▸ What is being asked: Below are some records; work out how many of their lines contain "Remote" and give the number only.
[Data provided Boundary: Start]
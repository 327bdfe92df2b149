//! Client side of the simplified SSE protocol.
//!
//! A [`CompletionSource`] turns a prompt into a [`DeltaStream`] of text deltas.
//! [`consume`] drains that stream into the final accumulated text while
//! honouring an explicit cancellation token.

use crate::protocol::{ChatRequest, ErrorBody, RecordBuffer, StreamFrame};
use async_trait::async_trait;
use bytes::Bytes;
use futures::{Stream, StreamExt, stream::BoxStream};
use std::{collections::VecDeque, pin::Pin, time::Duration};
use tokio_util::sync::CancellationToken;
use tracing::{debug, instrument};

#[derive(Debug, Clone, PartialEq, Eq, thiserror::Error)]
pub enum ConsumeError {
    /// The session's own token fired. Not a failure.
    #[error("stream cancelled")]
    Cancelled,
    /// The relay refused the request before streaming.
    #[error("{message}")]
    Http { status: u16, message: String },
    /// The relay reported an error frame mid-stream.
    #[error("{0}")]
    Remote(String),
    #[error("transport error: {0}")]
    Transport(String),
    #[error("no data received for {0:?}")]
    Stalled(Duration),
}

impl ConsumeError {
    pub fn is_cancelled(&self) -> bool {
        matches!(self, ConsumeError::Cancelled)
    }
}

/// A finite, single-consumer stream of text deltas.
pub type DeltaStream = Pin<Box<dyn Stream<Item = Result<String, ConsumeError>> + Send>>;

/// Anything that can open a streamed completion for a prompt.
#[async_trait]
pub trait CompletionSource: Send + Sync {
    async fn open(
        &self,
        prompt: &str,
        cancel: &CancellationToken,
    ) -> Result<DeltaStream, ConsumeError>;
}

/// Opens a stream for `prompt` and accumulates it, calling `on_chunk` for
/// each delta in arrival order.
///
/// Rejects with [`ConsumeError::Cancelled`] as soon as `cancel` fires; the
/// underlying stream is dropped, which releases the connection.
pub async fn consume<F>(
    source: &dyn CompletionSource,
    prompt: &str,
    cancel: &CancellationToken,
    on_chunk: F,
) -> Result<String, ConsumeError>
where
    F: FnMut(&str) + Send,
{
    let stream = tokio::select! {
        biased;
        _ = cancel.cancelled() => return Err(ConsumeError::Cancelled),
        opened = source.open(prompt, cancel) => opened?,
    };
    collect_deltas(stream, cancel, on_chunk).await
}

/// Drains a delta stream. Resolves once the stream ends, whether or not a
/// `[DONE]` frame was seen. Text accumulated before an error is discarded.
pub async fn collect_deltas<F>(
    mut stream: DeltaStream,
    cancel: &CancellationToken,
    mut on_chunk: F,
) -> Result<String, ConsumeError>
where
    F: FnMut(&str) + Send,
{
    let mut accumulated = String::new();
    loop {
        let next = tokio::select! {
            biased;
            _ = cancel.cancelled() => return Err(ConsumeError::Cancelled),
            next = stream.next() => next,
        };
        match next {
            Some(Ok(delta)) => {
                accumulated.push_str(&delta);
                on_chunk(&delta);
            }
            Some(Err(e)) => return Err(e),
            None => return Ok(accumulated),
        }
    }
}

struct DecodeState {
    body: BoxStream<'static, Result<Bytes, ConsumeError>>,
    buffer: RecordBuffer,
    pending: VecDeque<StreamFrame>,
    stall_timeout: Option<Duration>,
    finished: bool,
}

impl DecodeState {
    fn finish(&mut self) {
        self.finished = true;
        self.pending.clear();
        self.buffer.clear();
    }
}

/// Decodes a raw response body into text deltas.
///
/// Frames are split on the blank line terminating each record. Frames that
/// fail to parse are skipped on the assumption that they were cut by a read
/// boundary. This also drops genuinely malformed frames without reporting
/// them. An error frame ends the stream with [`ConsumeError::Remote`].
pub fn decode_frames<S>(body: S, stall_timeout: Option<Duration>) -> DeltaStream
where
    S: Stream<Item = Result<Bytes, ConsumeError>> + Send + 'static,
{
    let state = DecodeState {
        body: body.boxed(),
        buffer: RecordBuffer::frames(),
        pending: VecDeque::new(),
        stall_timeout,
        finished: false,
    };

    Box::pin(futures::stream::unfold(state, |mut st| async move {
        loop {
            if let Some(frame) = st.pending.pop_front() {
                match frame {
                    StreamFrame::Text(text) => return Some((Ok(text), st)),
                    StreamFrame::Error(message) => {
                        st.finish();
                        return Some((Err(ConsumeError::Remote(message)), st));
                    }
                    StreamFrame::Done => continue,
                }
            }
            if st.finished {
                return None;
            }

            let next = match st.stall_timeout {
                Some(limit) => match tokio::time::timeout(limit, st.body.next()).await {
                    Ok(next) => next,
                    Err(_) => {
                        st.finish();
                        return Some((Err(ConsumeError::Stalled(limit)), st));
                    }
                },
                None => st.body.next().await,
            };

            match next {
                Some(Ok(chunk)) => {
                    let records = st.buffer.push(&chunk);
                    st.pending
                        .extend(records.iter().filter_map(|r| StreamFrame::decode(r)));
                }
                Some(Err(e)) => {
                    st.finish();
                    return Some((Err(e), st));
                }
                None => {
                    if st.buffer.pending() > 0 {
                        debug!(bytes = st.buffer.pending(), "Discarding unterminated frame");
                    }
                    st.finish();
                }
            }
        }
    }))
}

/// HTTP client for the relay's `POST` endpoint.
#[derive(Debug, Clone)]
pub struct StreamConsumer {
    client: reqwest::Client,
    endpoint: String,
    stall_timeout: Option<Duration>,
}

impl StreamConsumer {
    pub fn new(endpoint: impl Into<String>) -> Self {
        Self {
            client: reqwest::Client::new(),
            endpoint: endpoint.into(),
            stall_timeout: None,
        }
    }

    /// Fails the stream with [`ConsumeError::Stalled`] when no bytes arrive
    /// for `timeout`. Disabled by default.
    pub fn with_stall_timeout(mut self, timeout: Option<Duration>) -> Self {
        self.stall_timeout = timeout;
        self
    }

    pub fn endpoint(&self) -> &str {
        &self.endpoint
    }
}

#[async_trait]
impl CompletionSource for StreamConsumer {
    #[instrument(skip_all, fields(endpoint = %self.endpoint))]
    async fn open(
        &self,
        prompt: &str,
        cancel: &CancellationToken,
    ) -> Result<DeltaStream, ConsumeError> {
        let request = self
            .client
            .post(&self.endpoint)
            .json(&ChatRequest {
                prompt: prompt.to_string(),
            })
            .send();

        let response = tokio::select! {
            biased;
            _ = cancel.cancelled() => return Err(ConsumeError::Cancelled),
            response = request => response.map_err(|e| ConsumeError::Transport(e.to_string()))?,
        };

        let status = response.status();
        if !status.is_success() {
            let message = response
                .json::<ErrorBody>()
                .await
                .ok()
                .map(|body| body.error)
                .filter(|e| !e.is_empty())
                .unwrap_or_else(|| format!("HTTP {}", status.as_u16()));
            debug!(status = status.as_u16(), %message, "Relay rejected request");
            return Err(ConsumeError::Http {
                status: status.as_u16(),
                message,
            });
        }

        let body = response
            .bytes_stream()
            .map(|chunk| chunk.map_err(|e| ConsumeError::Transport(e.to_string())));
        Ok(decode_frames(body, self.stall_timeout))
    }
}

#[cfg(test)]
mod tests {
    use super::*;
    use futures::stream;
    use std::sync::Mutex;

    fn body(chunks: Vec<&'static str>) -> impl Stream<Item = Result<Bytes, ConsumeError>> + Send {
        let chunks: Vec<_> = chunks
            .into_iter()
            .map(|c| Ok(Bytes::from_static(c.as_bytes())))
            .collect();
        stream::iter(chunks)
    }

    #[tokio::test]
    async fn test_reassembles_deltas_across_reads() {
        let deltas = decode_frames(
            body(vec![
                "data: {\"text\":\"He\"}\n\ndata: {\"te",
                "xt\":\"llo\"}\n\n",
                "data: [DONE]\n\n",
            ]),
            None,
        );
        let mut chunks = Vec::new();
        let text = collect_deltas(deltas, &CancellationToken::new(), |d| chunks.push(d.to_string()))
            .await
            .unwrap();
        assert_eq!(text, "Hello");
        assert_eq!(chunks, vec!["He", "llo"]);
    }

    #[tokio::test]
    async fn test_resolves_without_done_sentinel() {
        let deltas = decode_frames(body(vec!["data: {\"text\":\"partial\"}\n\n"]), None);
        let text = collect_deltas(deltas, &CancellationToken::new(), |_| {})
            .await
            .unwrap();
        assert_eq!(text, "partial");
    }

    #[tokio::test]
    async fn test_error_frame_rejects_and_discards_text() {
        let deltas = decode_frames(
            body(vec![
                "data: {\"text\":\"half an answ\"}\n\n",
                "data: {\"error\":\"boom\"}\n\n",
                "data: {\"text\":\"never seen\"}\n\n",
            ]),
            None,
        );
        let mut chunks = Vec::new();
        let err = collect_deltas(deltas, &CancellationToken::new(), |d| chunks.push(d.to_string()))
            .await
            .unwrap_err();
        assert_eq!(err, ConsumeError::Remote("boom".into()));
        assert_eq!(err.to_string(), "boom");
        assert_eq!(chunks, vec!["half an answ"]);
    }

    #[tokio::test]
    async fn test_malformed_frame_is_skipped() {
        let deltas = decode_frames(
            body(vec![
                "data: {\"text\":\"a\"}\n\n",
                "data: {not json\n\n",
                ": keep-alive\n\n",
                "data: {\"text\":\"b\"}\n\n",
            ]),
            None,
        );
        let text = collect_deltas(deltas, &CancellationToken::new(), |_| {})
            .await
            .unwrap();
        assert_eq!(text, "ab");
    }

    #[tokio::test]
    async fn test_transport_error_mid_stream() {
        let chunks = vec![
            Ok(Bytes::from_static(b"data: {\"text\":\"a\"}\n\n")),
            Err(ConsumeError::Transport("connection reset".into())),
        ];
        let deltas = decode_frames(stream::iter(chunks), None);
        let err = collect_deltas(deltas, &CancellationToken::new(), |_| {})
            .await
            .unwrap_err();
        assert_eq!(err, ConsumeError::Transport("connection reset".into()));
    }

    #[tokio::test]
    async fn test_cancellation_stops_a_silent_stream() {
        let deltas = decode_frames(stream::pending(), None);
        let cancel = CancellationToken::new();
        let trigger = cancel.clone();
        tokio::spawn(async move {
            tokio::time::sleep(Duration::from_millis(20)).await;
            trigger.cancel();
        });
        let err = collect_deltas(deltas, &cancel, |_| {}).await.unwrap_err();
        assert!(err.is_cancelled());
    }

    #[tokio::test]
    async fn test_stall_timeout() {
        let limit = Duration::from_millis(20);
        let deltas = decode_frames(stream::pending(), Some(limit));
        let err = collect_deltas(deltas, &CancellationToken::new(), |_| {})
            .await
            .unwrap_err();
        assert_eq!(err, ConsumeError::Stalled(limit));
    }

    struct FixedSource {
        chunks: Vec<&'static str>,
        prompts: Mutex<Vec<String>>,
    }

    #[async_trait]
    impl CompletionSource for FixedSource {
        async fn open(
            &self,
            prompt: &str,
            _cancel: &CancellationToken,
        ) -> Result<DeltaStream, ConsumeError> {
            self.prompts.lock().unwrap().push(prompt.to_string());
            Ok(decode_frames(body(self.chunks.clone()), None))
        }
    }

    #[tokio::test]
    async fn test_consume_uses_source() {
        let source = FixedSource {
            chunks: vec!["data: {\"text\":\"ok\"}\n\ndata: [DONE]\n\n"],
            prompts: Mutex::new(Vec::new()),
        };
        let text = consume(&source, "prompt", &CancellationToken::new(), |_| {})
            .await
            .unwrap();
        assert_eq!(text, "ok");
        assert_eq!(*source.prompts.lock().unwrap(), vec!["prompt".to_string()]);
    }

    #[tokio::test]
    async fn test_consume_with_fired_token_never_opens() {
        let source = FixedSource {
            chunks: vec![],
            prompts: Mutex::new(Vec::new()),
        };
        let cancel = CancellationToken::new();
        cancel.cancel();
        let err = consume(&source, "prompt", &cancel, |_| {}).await.unwrap_err();
        assert!(err.is_cancelled());
        assert!(source.prompts.lock().unwrap().is_empty());
    }
}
[Data provided Boundary: End]
▸ Answer to this exercise: 4